JAKARTA, Jurnas.com - Prancis telah berjanji untuk mengirim lebih banyak tank ringan dan kendaraan lapis baja ke Ukraina dan memberikan pelatihan yang diperlukan bagi tentara negara itu untuk menggunakannya secara efektif.

Pengumuman itu muncul setelah Presiden Ukraina, Volodymyr Zelenskyy terbang ke Prancis pada Minggu (14/5) malam untuk bergabung dengan Presiden Prancis, Emmanuel Macron untuk jamuan makan malam di Istana Elysee di Paris.

"Dalam beberapa minggu mendatang, Prancis akan melatih dan melengkapi beberapa batalyon dengan puluhan kendaraan lapis baja dan tank ringan termasuk AMX-10RC," kata kedua pemimpin dalam pernyataan bersama pada hari Senin setelah pembicaraan selama tiga jam.

"Paris juga akan memfokuskan upayanya dalam mendukung kapasitas pertahanan udara Ukraina untuk mempertahankan penduduknya dari serangan Rusia," sambung pernyataan itu.

Pernyataan itu juga memperingatkan sanksi yang ditingkatkan.

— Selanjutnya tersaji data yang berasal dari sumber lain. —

use super::IServiceRepo;
use salon_scheduler_domain::{Service, ID};
use sqlx::{types::Uuid, FromRow, PgPool};
use tracing::error;

pub struct PostgresServiceRepo {
    pool: PgPool,
}

impl PostgresServiceRepo {
    pub fn new(pool: PgPool) -> Self {
        Self { pool }
    }
}

#[derive(Debug, FromRow)]
struct ServiceRaw {
    service_uid: Uuid,
    tenant_uid: Uuid,
    name: String,
    duration_minutes: i64,
    buffer_before_minutes: Option<i64>,
    buffer_after_minutes: Option<i64>,
}

impl From<ServiceRaw> for Service {
    fn from(e: ServiceRaw) -> Self {
        Self {
            id: e.service_uid.into(),
            tenant_id: e.tenant_uid.into(),
            name: e.name,
            duration_minutes: e.duration_minutes,
            buffer_before_minutes: e.buffer_before_minutes,
            buffer_after_minutes: e.buffer_after_minutes,
        }
    }
}

#[async_trait::async_trait]
impl IServiceRepo for PostgresServiceRepo {
    async fn insert(&self, service: &Service) -> anyhow::Result<()> {
        sqlx::query(
            r#"
            INSERT INTO services(service_uid, tenant_uid, name, duration_minutes, buffer_before_minutes, buffer_after_minutes)
            VALUES($1, $2, $3, $4, $5, $6)
            "#,
        )
        .bind(service.id.inner_ref())
        .bind(service.tenant_id.inner_ref())
        .bind(&service.name)
        .bind(service.duration_minutes)
        .bind(service.buffer_before_minutes)
        .bind(service.buffer_after_minutes)
        .execute(&self.pool)
        .await
        .map_err(|e| {
            error!(
                "Unable to insert service: {:?}. DB returned error: {:?}",
                service, e
            );
            e
        })?;

        Ok(())
    }

    async fn find(&self, service_id: &ID) -> anyhow::Result<Option<Service>> {
        let res: Option<ServiceRaw> = sqlx::query_as(
            r#"
            SELECT * FROM services AS s
            WHERE s.service_uid = $1
            "#,
        )
        .bind(service_id.inner_ref())
        .fetch_optional(&self.pool)
        .await
        .map_err(|e| {
            error!(
                "Find service with id: {:?} failed. DB returned error: {:?}",
                service_id, e
            );
            e
        })?;

        Ok(res.map(|service| service.into()))
    }
}
use crate::{reminder::send_due_reminders::SendDueRemindersUseCase, shared::usecase::execute};
use actix_web::rt::time::{interval, sleep_until, Instant};
use salon_scheduler_infra::SalonContext;
use std::time::Duration;
use tracing::info;

pub fn get_start_delay(now_ts: usize, secs_before_min: usize) -> usize {
    let secs_to_next_minute = 60 - (now_ts / 1000) % 60;
    if secs_to_next_minute > secs_before_min {
        secs_to_next_minute - secs_before_min
    } else {
        secs_to_next_minute + (60 - secs_before_min)
    }
}

/// Sends the due reminders at the start of every minute
pub fn start_send_reminders_job(ctx: SalonContext) {
    actix_web::rt::spawn(async move {
        let now = ctx.sys.get_timestamp_millis();
        let secs_to_next_run = get_start_delay(now as usize, 0);
        let start = Instant::now() + Duration::from_secs(secs_to_next_run as u64);

        sleep_until(start).await;
        let mut minutely_interval = interval(Duration::from_secs(60));
        loop {
            minutely_interval.tick().await;
            let context = ctx.clone();
            actix_web::rt::spawn(send_reminders(context));
        }
    });
}

async fn send_reminders(context: SalonContext) {
    let usecase = SendDueRemindersUseCase {};
    if let Ok(res) = execute(usecase, &context).await {
        if res.sent + res.failed + res.skipped > 0 {
            info!(
                "Reminders sent: {}, failed: {}, skipped: {}",
                res.sent, res.failed, res.skipped
            );
        }
    }
}

#[cfg(test)]
mod tests {
    use super::*;

    #[test]
    fn start_delay_works() {
        assert_eq!(get_start_delay(50 * 1000, 5), 5);
        assert_eq!(get_start_delay(50 * 1000, 10), 60);
        assert_eq!(get_start_delay(50 * 1000, 15), 55);
        assert_eq!(get_start_delay(60 * 1000, 60), 60);
        assert_eq!(get_start_delay(60 * 1000, 10), 50);
        assert_eq!(get_start_delay(59 * 1000, 0), 1);
        assert_eq!(get_start_delay(59 * 1000, 1), 60);
    }
}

"Ukraina dan Prancis sepakat tentang perlunya meningkatkan tekanan kolektif pada Rusia melalui sanksi lebih lanjut untuk melemahkan kemampuan Rusia untuk melanjutkan perang agresi ilegalnya," lanjut pernyaan itu.

Kunjungan ke Paris adalah bagian dari tur akhir pekan Zelenskyy ke beberapa sekutu utama Eropa untuk menggalang dukungan militer dan keuangan menjelang serangan balasan besar-besaran Ukraina terhadap pasukan Rusia.

Setelah mendapatkan paket militer baru senilai $3 miliar dari Jerman, Zelenskyy mengatakan di Berlin pada hari Minggu bahwa Kyiv dan sekutunya dapat membuat kekalahan Rusia "tidak dapat diubah" pada awal tahun ini.

Di Paris, Macron menegaskan kembali bahwa Prancis akan terus memberikan dukungan politik, keuangan, kemanusiaan, dan militer ke Ukraina selama diperlukan, kata pernyataan itu.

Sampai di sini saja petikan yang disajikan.